When David’s right eye began to droop and swell in January 2019, another parent in his Cub Scout troop, who works in neurology, urged his mom to bring him in for a look. When she did, a CT scan revealed a tumor in David’s orbital socket, diagnosed as rhabdomyosarcoma, a type of soft tissue cancer.
The cancer “was trying to take over the space where the eye is supposed to sit,” said his mom, Talibah. David was immediately referred to St. Jude Children’s Research Hospital.

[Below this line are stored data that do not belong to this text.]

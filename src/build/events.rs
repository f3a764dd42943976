//! Build event types for JSON output.
//!
//! Both graph walkers record what happened to every step and action in an
//! [`EventLog`]. Each entry carries a sequence number, so "A finished
//! before B started" is a comparison of two integers. The same events are
//! printed one JSON object per line with `--message-format=json`.
//!
//! # Event Types
//!
//! - `step-finished` / `step-failed` / `step-skipped`: build graph steps
//! - `action-started` / `action-finished` / `action-failed` /
//!   `action-skipped`: execution graph actions
//! - `build-finished`: build completed (success or failure)

use std::path::PathBuf;
use std::sync::{Mutex, PoisonError};
use std::time::Instant;

use serde::Serialize;

/// A build event emitted during the build process.
#[derive(Debug, Clone, PartialEq, Eq, Serialize)]
#[serde(tag = "reason")]
pub enum BuildEvent {
    #[serde(rename = "step-finished")]
    StepFinished { label: String },

    #[serde(rename = "step-failed")]
    StepFailed { label: String, message: String },

    /// A step never ran because something it depends on failed.
    #[serde(rename = "step-skipped")]
    StepSkipped { label: String },

    #[serde(rename = "action-started")]
    ActionStarted { id: usize, mnemonic: String },

    #[serde(rename = "action-finished")]
    ActionFinished {
        id: usize,
        mnemonic: String,
        outputs: Vec<PathBuf>,
    },

    #[serde(rename = "action-failed")]
    ActionFailed {
        id: usize,
        mnemonic: String,
        message: String,
    },

    #[serde(rename = "action-skipped")]
    ActionSkipped { id: usize, mnemonic: String },

    #[serde(rename = "build-finished")]
    BuildFinished {
        success: bool,
        duration_ms: u64,
        actions_run: usize,
    },
}

impl BuildEvent {
    pub fn finished(success: bool, duration_ms: u64, actions_run: usize) -> Self {
        BuildEvent::BuildFinished {
            success,
            duration_ms,
            actions_run,
        }
    }

    /// The action this event is about, if any.
    pub fn action_id(&self) -> Option<usize> {
        match self {
            BuildEvent::ActionStarted { id, .. }
            | BuildEvent::ActionFinished { id, .. }
            | BuildEvent::ActionFailed { id, .. }
            | BuildEvent::ActionSkipped { id, .. } => Some(*id),
            _ => None,
        }
    }

    /// Serialize this event to a JSON string.
    pub fn to_json(&self) -> String {
        serde_json::to_string(self).unwrap_or_default()
    }
}

/// One recorded event.
#[derive(Debug, Clone, Serialize)]
pub struct LoggedEvent {
    pub seq: u64,
    pub elapsed_ms: u64,
    #[serde(flatten)]
    pub event: BuildEvent,
}

impl LoggedEvent {
    pub fn to_json(&self) -> String {
        serde_json::to_string(self).unwrap_or_default()
    }
}

/// Append-only, totally ordered record of build events.
#[derive(Debug)]
pub struct EventLog {
    start: Instant,
    entries: Mutex<Vec<LoggedEvent>>,
}

impl Default for EventLog {
    fn default() -> Self {
        Self::new()
    }
}

impl EventLog {
    pub fn new() -> Self {
        EventLog {
            start: Instant::now(),
            entries: Mutex::new(Vec::new()),
        }
    }

    /// Record `event` and return its sequence number.
    pub fn push(&self, event: BuildEvent) -> u64 {
        let mut entries = self.entries.lock().unwrap_or_else(PoisonError::into_inner);
        let seq = entries.len() as u64;
        entries.push(LoggedEvent {
            seq,
            elapsed_ms: self.start.elapsed().as_millis() as u64,
            event,
        });
        seq
    }

    pub fn snapshot(&self) -> Vec<LoggedEvent> {
        self.entries
            .lock()
            .unwrap_or_else(PoisonError::into_inner)
            .clone()
    }

    pub fn into_entries(self) -> Vec<LoggedEvent> {
        self.entries
            .into_inner()
            .unwrap_or_else(PoisonError::into_inner)
    }

    pub fn elapsed_ms(&self) -> u64 {
        self.start.elapsed().as_millis() as u64
    }
}

/// Sequence number of the first entry matching `pred`.
pub fn position(events: &[LoggedEvent], pred: impl Fn(&BuildEvent) -> bool) -> Option<u64> {
    events.iter().find(|e| pred(&e.event)).map(|e| e.seq)
}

“When you're first told that your child has a tumor, of course fear takes over,” Talibah said. “The biggest part of it was the unknown. But I can truly say that by the following Monday, things were a lot better. From the time we walked through the door of St. Jude, no question was off the table. It could be the same question three or four different ways. They were patient enough to walk through it, give us the information that we needed."
The thing about it is, this isn't their first case. This is what they do. It's our first case, yes, but it's not their first case. They wouldn't be the leading research children's hospital if they didn't know what they were doing.
St. Jude is leading the way the world understands, treats and defeats childhood cancer and other life-threatening diseases.
David’s treatment at St. Jude includes chemotherapy and proton therapy. Because St. Jude strives to administer treatment on an outpatient basis as much as possible, he was able to continue attending school with his classmates almost the entire academic year.
At school, David is the kid everybody knows.
“It's really amazing,” said Talibah. “We'll be walking somewhere, some kid will just randomly run up: ‘Hey, David!’ And I'll have to look, ‘Who's that?’ And it's always been that way.”
His mom describes him as strong-willed and an individual — a leader, not a follower. Reading is his favorite subject in school, and he especially likes comics and joke books.